WHAT TO DO
Beginning with the first line of the data below, set down each line exactly through the line that contains "DefaultOnResponse::new()".

STORED DATA
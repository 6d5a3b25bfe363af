//! Router for the authentication endpoints

use axum::{
    Json, Router, middleware,
    routing::{delete, get, post},
};
use serde_json::{Value, json};
use tower_http::LatencyUnit;
use tower_http::trace::{DefaultMakeSpan, DefaultOnRequest, DefaultOnResponse, TraceLayer};
use tracing::Level;

use crate::auth_session::{login, logout};
use crate::middleware::require_auth;
use crate::state::AuthState;
use crate::users::{me, register};

/// Routes for login, logout, registration, the current user and a status probe,
/// guarded by [`require_auth`] and traced per request.
pub fn session_auth_router(state: AuthState) -> Router {
    session_auth_router_no_trace(state).layer(
        TraceLayer::new_for_http()
            .make_span_with(DefaultMakeSpan::new().level(Level::INFO))
            .on_request(DefaultOnRequest::new().level(Level::INFO))
            .on_response(
                DefaultOnResponse::new()
                    .level(Level::INFO)
                    .latency_unit(LatencyUnit::Millis),
            ),
    )
}

pub fn session_auth_router_no_trace(state: AuthState) -> Router {
    Router::new()
        .route("/status", get(status))
        .route("/auth_session/login", post(login))
        .route("/auth_session/logout", delete(logout))
        .route("/users", post(register))
        .route("/users/me", get(me))
        .layer(middleware::from_fn_with_state(state.clone(), require_auth))
        .with_state(state)
}

async fn status() -> Json<Value> {
    Json(json!({ "status": "OK" }))
}
use chrono::Utc;
use sqlx::{Pool, Sqlite};

use crate::storage::validate_sqlite_table_schema;
use crate::userdb::{
    errors::UserError,
    types::{User, UserSearchField, UserUpdate},
};

use super::config::DB_TABLE_USERS;

pub(super) async fn create_tables_sqlite(pool: &Pool<Sqlite>) -> Result<(), UserError> {
    let table_name = DB_TABLE_USERS.as_str();

    sqlx::query(&format!(
        r#"
        CREATE TABLE IF NOT EXISTS {table_name} (
            id TEXT PRIMARY KEY NOT NULL,
            email TEXT NOT NULL UNIQUE,
            hashed_password TEXT NOT NULL,
            first_name TEXT,
            last_name TEXT,
            reset_token TEXT,
            created_at TIMESTAMP NOT NULL,
            updated_at TIMESTAMP NOT NULL
        )
        "#
    ))
    .execute(pool)
    .await?;

    Ok(())
}

/// Validates that the users table schema matches what we expect
pub(super) async fn validate_user_tables_sqlite(pool: &Pool<Sqlite>) -> Result<(), UserError> {
    let users_table = DB_TABLE_USERS.as_str();

    let expected_columns = [
        ("id", "TEXT"),
        ("email", "TEXT"),
        ("hashed_password", "TEXT"),
        ("first_name", "TEXT"),
        ("last_name", "TEXT"),
        ("reset_token", "TEXT"),
        ("created_at", "TIMESTAMP"),
        ("updated_at", "TIMESTAMP"),
    ];

    validate_sqlite_table_schema(pool, users_table, &expected_columns, UserError::Storage).await
}

/// Insert `user` unless its email is taken. Returns false on conflict.
pub(super) async fn insert_user_sqlite(pool: &Pool<Sqlite>, user: &User) -> Result<bool, UserError> {
    let table_name = DB_TABLE_USERS.as_str();

    let result = sqlx::query(&format!(
        r#"
        INSERT INTO {table_name}
            (id, email, hashed_password, first_name, last_name, reset_token, created_at, updated_at)
        VALUES (?, ?, ?, ?, ?, ?, ?, ?)
        ON CONFLICT (email) DO NOTHING
        "#
    ))
    .bind(&user.id)
    .bind(&user.email)
    .bind(&user.hashed_password)
    .bind(&user.first_name)
    .bind(&user.last_name)
    .bind(&user.reset_token)
    .bind(user.created_at)
    .bind(user.updated_at)
    .execute(pool)
    .await?;

    Ok(result.rows_affected() == 1)
}

pub(super) async fn get_user_by_field_sqlite(
    pool: &Pool<Sqlite>,
    field: &UserSearchField,
) -> Result<Option<User>, UserError> {
    let table_name = DB_TABLE_USERS.as_str();

    let (column, value) = match field {
        UserSearchField::Id(id) => ("id", id),
        UserSearchField::Email(email) => ("email", email),
    };

    sqlx::query_as::<_, User>(&format!(
        r#"
        SELECT * FROM {table_name} WHERE {column} = ?
        "#
    ))
    .bind(value)
    .fetch_optional(pool)
    .await
    .map_err(|e| UserError::Storage(e.to_string()))
}

/// Apply `update` to the user `id`. Returns false when no such user exists.
pub(super) async fn update_user_sqlite(
    pool: &Pool<Sqlite>,
    id: &str,
    update: &UserUpdate,
) -> Result<bool, UserError> {
    let table_name = DB_TABLE_USERS.as_str();

    let result = sqlx::query(&format!(
        r#"
        UPDATE {table_name} SET
            first_name = COALESCE(?, first_name),
            last_name = COALESCE(?, last_name),
            hashed_password = COALESCE(?, hashed_password),
            reset_token = COALESCE(?, reset_token),
            updated_at = ?
        WHERE id = ?
        "#
    ))
    .bind(&update.first_name)
    .bind(&update.last_name)
    .bind(&update.hashed_password)
    .bind(&update.reset_token)
    .bind(Utc::now())
    .bind(id)
    .execute(pool)
    .await?;

    Ok(result.rows_affected() == 1)
}

pub(super) async fn delete_user_sqlite(pool: &Pool<Sqlite>, id: &str) -> Result<bool, UserError> {
    let table_name = DB_TABLE_USERS.as_str();

    let result = sqlx::query(&format!(
        r#"
        DELETE FROM {table_name} WHERE id = ?
        "#
    ))
    .bind(id)
    .execute(pool)
    .await?;

    Ok(result.rows_affected() > 0)
}
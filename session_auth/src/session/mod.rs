mod config;
mod errors;
mod main;
mod types;

pub use config::{SESSION_COOKIE_NAME, SESSION_COOKIE_SECURE, SESSION_DURATION};
pub use errors::SessionError;
pub use main::{
    SessionManager, clear_session_cookie, session_id_from_headers, set_session_cookie,
};
pub use types::{Session, SessionConfig};
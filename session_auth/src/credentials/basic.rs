//! HTTP Basic authorization header parsing
//!
//! Each step takes and returns `Option`, so a missing or unusable header simply yields `None`.

use base64::{Engine as _, engine::general_purpose::STANDARD};
use std::fmt;

const BASIC_PREFIX: &str = "Basic ";

/// Email and password carried by a Basic authorization header
#[derive(Clone, PartialEq, Eq)]
pub struct BasicCredentials {
    pub email: String,
    pub password: String,
}

impl fmt::Debug for BasicCredentials {
    fn fmt(&self, f: &mut fmt::Formatter<'_>) -> fmt::Result {
        f.debug_struct("BasicCredentials")
            .field("email", &self.email)
            .field("password", &"<redacted>")
            .finish()
    }
}

/// The base64 part of a `Basic` authorization header
pub fn extract_base64_authorization_header(header: Option<&str>) -> Option<&str> {
    header?.strip_prefix(BASIC_PREFIX)
}

/// Decode standard base64 into UTF-8 text
pub fn decode_base64_authorization_header(encoded: Option<&str>) -> Option<String> {
    let bytes = STANDARD.decode(encoded?).ok()?;
    String::from_utf8(bytes).ok()
}

/// Split `email:password` on the first colon; the password may itself contain colons
pub fn extract_user_credentials(decoded: Option<&str>) -> Option<BasicCredentials> {
    let (email, password) = decoded?.split_once(':')?;
    Some(BasicCredentials {
        email: email.to_string(),
        password: password.to_string(),
    })
}

/// Full pipeline from the raw `Authorization` header value to credentials
pub fn parse_basic_authorization(header: Option<&str>) -> Option<BasicCredentials> {
    let encoded = extract_base64_authorization_header(header);
    let decoded = decode_base64_authorization_header(encoded);
    extract_user_credentials(decoded.as_deref())
}
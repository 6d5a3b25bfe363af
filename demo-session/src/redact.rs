//! A `MakeWriter` that masks PII in each formatted log line before it is written

use std::io::{self, Write};
use std::sync::Arc;
use tracing_subscriber::fmt::MakeWriter;

use session_auth::RedactingFormatter;

pub(crate) struct RedactingMakeWriter<M> {
    inner: M,
    formatter: Arc<RedactingFormatter>,
}

impl<M> RedactingMakeWriter<M> {
    pub(crate) fn new(inner: M, formatter: RedactingFormatter) -> Self {
        Self {
            inner,
            formatter: Arc::new(formatter),
        }
    }
}

impl<'a, M: MakeWriter<'a>> MakeWriter<'a> for RedactingMakeWriter<M> {
    type Writer = RedactingWriter<M::Writer>;

    fn make_writer(&'a self) -> Self::Writer {
        RedactingWriter {
            inner: self.inner.make_writer(),
            formatter: Arc::clone(&self.formatter),
            buf: Vec::new(),
        }
    }
}

/// Buffers one event and writes it redacted when dropped
pub(crate) struct RedactingWriter<W: Write> {
    inner: W,
    formatter: Arc<RedactingFormatter>,
    buf: Vec<u8>,
}

impl<W: Write> Write for RedactingWriter<W> {
    fn write(&mut self, data: &[u8]) -> io::Result<usize> {
        self.buf.extend_from_slice(data);
        Ok(data.len())
    }

    fn flush(&mut self) -> io::Result<()> {
        Ok(())
    }
}

impl<W: Write> Drop for RedactingWriter<W> {
    fn drop(&mut self) {
        if self.buf.is_empty() {
            return;
        }
        let line = String::from_utf8_lossy(&self.buf);
        let redacted = self.formatter.format(&line);
        // Nowhere left to report a failed log write
        let _ = self.inner.write_all(redacted.as_bytes());
        let _ = self.inner.flush();
    }
}
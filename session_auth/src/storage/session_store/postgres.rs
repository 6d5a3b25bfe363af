use sqlx::{Pool, Postgres};

use crate::storage::errors::StorageError;
use crate::storage::types::StoredSession;
use crate::storage::validate_postgres_table_schema;

use super::config::DB_TABLE_SESSIONS;

pub(super) async fn create_session_table_postgres(pool: &Pool<Postgres>) -> Result<(), StorageError> {
    let table_name = DB_TABLE_SESSIONS.as_str();

    sqlx::query(&format!(
        r#"
        CREATE TABLE IF NOT EXISTS {table_name} (
            session_id TEXT PRIMARY KEY NOT NULL,
            principal_id TEXT NOT NULL,
            created_at TIMESTAMPTZ NOT NULL
        )
        "#
    ))
    .execute(pool)
    .await?;

    Ok(())
}

pub(super) async fn validate_session_table_postgres(pool: &Pool<Postgres>) -> Result<(), StorageError> {
    let expected_columns = [
        ("session_id", "text"),
        ("principal_id", "text"),
        ("created_at", "timestamp with time zone"),
    ];

    validate_postgres_table_schema(
        pool,
        DB_TABLE_SESSIONS.as_str(),
        &expected_columns,
        StorageError::Storage,
    )
    .await
}

pub(super) async fn insert_session_postgres(
    pool: &Pool<Postgres>,
    session: &StoredSession,
) -> Result<bool, StorageError> {
    let table_name = DB_TABLE_SESSIONS.as_str();

    let result = sqlx::query(&format!(
        r#"
        INSERT INTO {table_name} (session_id, principal_id, created_at)
        VALUES ($1, $2, $3)
        ON CONFLICT (session_id) DO NOTHING
        "#
    ))
    .bind(&session.session_id)
    .bind(&session.principal_id)
    .bind(session.created_at)
    .execute(pool)
    .await?;

    Ok(result.rows_affected() == 1)
}

pub(super) async fn get_session_postgres(
    pool: &Pool<Postgres>,
    session_id: &str,
) -> Result<Option<StoredSession>, StorageError> {
    let table_name = DB_TABLE_SESSIONS.as_str();

    let session = sqlx::query_as::<_, StoredSession>(&format!(
        r#"
        SELECT session_id, principal_id, created_at FROM {table_name} WHERE session_id = $1
        "#
    ))
    .bind(session_id)
    .fetch_optional(pool)
    .await?;

    Ok(session)
}

pub(super) async fn delete_session_postgres(
    pool: &Pool<Postgres>,
    session_id: &str,
) -> Result<bool, StorageError> {
    let table_name = DB_TABLE_SESSIONS.as_str();

    let result = sqlx::query(&format!(
        r#"
        DELETE FROM {table_name} WHERE session_id = $1
        "#
    ))
    .bind(session_id)
    .execute(pool)
    .await?;

    Ok(result.rows_affected() > 0)
}
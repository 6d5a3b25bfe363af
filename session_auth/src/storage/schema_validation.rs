use sqlx::{Pool, Postgres, Row, Sqlite};

/// Validates that a PostgreSQL table schema matches what we expect
pub(crate) async fn validate_postgres_table_schema<E>(
    pool: &Pool<Postgres>,
    table_name: &str,
    expected_columns: &[(&str, &str)],
    error_mapper: impl Fn(String) -> E,
) -> Result<(), E> {
    let table_exists: bool = sqlx::query_scalar(
        "SELECT EXISTS (SELECT FROM information_schema.tables WHERE table_name = $1)",
    )
    .bind(table_name)
    .fetch_one(pool)
    .await
    .map_err(|e| error_mapper(e.to_string()))?;

    if !table_exists {
        return Err(error_mapper(format!(
            "Schema validation failed: Table '{table_name}' does not exist"
        )));
    }

    let rows = sqlx::query(
        "SELECT column_name, data_type FROM information_schema.columns
         WHERE table_name = $1 ORDER BY column_name",
    )
    .bind(table_name)
    .fetch_all(pool)
    .await
    .map_err(|e| error_mapper(e.to_string()))?;

    let actual_columns: Vec<(String, String)> = rows
        .iter()
        .map(|row| (row.get("column_name"), row.get("data_type")))
        .collect();

    compare_columns(table_name, expected_columns, &actual_columns).map_err(error_mapper)
}

/// Validates that a SQLite table schema matches what we expect
pub(crate) async fn validate_sqlite_table_schema<E>(
    pool: &Pool<Sqlite>,
    table_name: &str,
    expected_columns: &[(&str, &str)],
    error_mapper: impl Fn(String) -> E,
) -> Result<(), E> {
    let rows = sqlx::query(&format!("PRAGMA table_info({table_name})"))
        .fetch_all(pool)
        .await
        .map_err(|e| error_mapper(e.to_string()))?;

    if rows.is_empty() {
        return Err(error_mapper(format!(
            "Schema validation failed: Table '{table_name}' does not exist"
        )));
    }

    let actual_columns: Vec<(String, String)> = rows
        .iter()
        .map(|row| (row.get("name"), row.get("type")))
        .collect();

    compare_columns(table_name, expected_columns, &actual_columns).map_err(error_mapper)
}

fn compare_columns(
    table_name: &str,
    expected_columns: &[(&str, &str)],
    actual_columns: &[(String, String)],
) -> Result<(), String> {
    for (expected_name, expected_type) in expected_columns {
        let found = actual_columns
            .iter()
            .find(|(name, _)| name.as_str() == *expected_name);

        match found {
            Some((_, actual_type)) if actual_type.eq_ignore_ascii_case(expected_type) => {}
            Some((_, actual_type)) => {
                return Err(format!(
                    "Schema validation failed: Column '{expected_name}' has type '{actual_type}' but expected '{expected_type}'"
                ));
            }
            None => {
                return Err(format!(
                    "Schema validation failed: Missing column '{expected_name}'"
                ));
            }
        }
    }

    for (actual_name, _) in actual_columns {
        if !expected_columns
            .iter()
            .any(|(name, _)| *name == actual_name.as_str())
        {
            tracing::warn!(
                "Extra column '{}' found in table '{}'",
                actual_name,
                table_name
            );
        }
    }

    Ok(())
}
use base64::{Engine as _, engine::general_purpose::URL_SAFE_NO_PAD};
use ring::rand::SecureRandom;
use thiserror::Error;

#[derive(Debug, Error, Clone)]
pub enum UtilError {
    #[error("Crypto error: {0}")]
    Crypto(String),

    #[error("Invalid format: {0}")]
    Format(String),
}

pub(crate) fn base64url_encode(input: &[u8]) -> String {
    URL_SAFE_NO_PAD.encode(input)
}

pub(crate) fn base64url_decode(input: &str) -> Result<Vec<u8>, UtilError> {
    URL_SAFE_NO_PAD
        .decode(input)
        .map_err(|_| UtilError::Format("Failed to decode base64url".to_string()))
}

/// Generates `len` bytes from the system CSPRNG, base64url-encoded without padding.
pub fn gen_random_string(len: usize) -> Result<String, UtilError> {
    let rng = ring::rand::SystemRandom::new();
    let mut buf = vec![0u8; len];
    rng.fill(&mut buf)
        .map_err(|_| UtilError::Crypto("Failed to generate random string".to_string()))?;
    Ok(base64url_encode(&buf))
}
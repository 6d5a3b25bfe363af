mod config;
mod postgres;
mod sqlite;
mod store_type;

pub use config::{DB_TABLE_USERS, user_store_from_env};
pub use store_type::UserStore;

ANSWER FOR THE TASK
repository 6d5a3b25bfe363af
//! Router for the authentication endpoints

use axum::{
    Json, Router, middleware,
    routing::{delete, get, post},
};
use serde_json::{Value, json};
use tower_http::LatencyUnit;
use tower_http::trace::{DefaultMakeSpan, DefaultOnRequest, DefaultOnResponse, TraceLayer};
use tracing::Level;

use crate::auth_session::{login, logout};
use crate::middleware::require_auth;
use crate::state::AuthState;
use crate::users::{me, register};

/// Routes for login, logout, registration, the current user and a status probe,
/// guarded by [`require_auth`] and traced per request.
pub fn session_auth_router(state: AuthState) -> Router {
    session_auth_router_no_trace(state).layer(
        TraceLayer::new_for_http()
            .make_span_with(DefaultMakeSpan::new().level(Level::INFO))
            .on_request(DefaultOnRequest::new().level(Level::INFO))
            .on_response(
                DefaultOnResponse::new()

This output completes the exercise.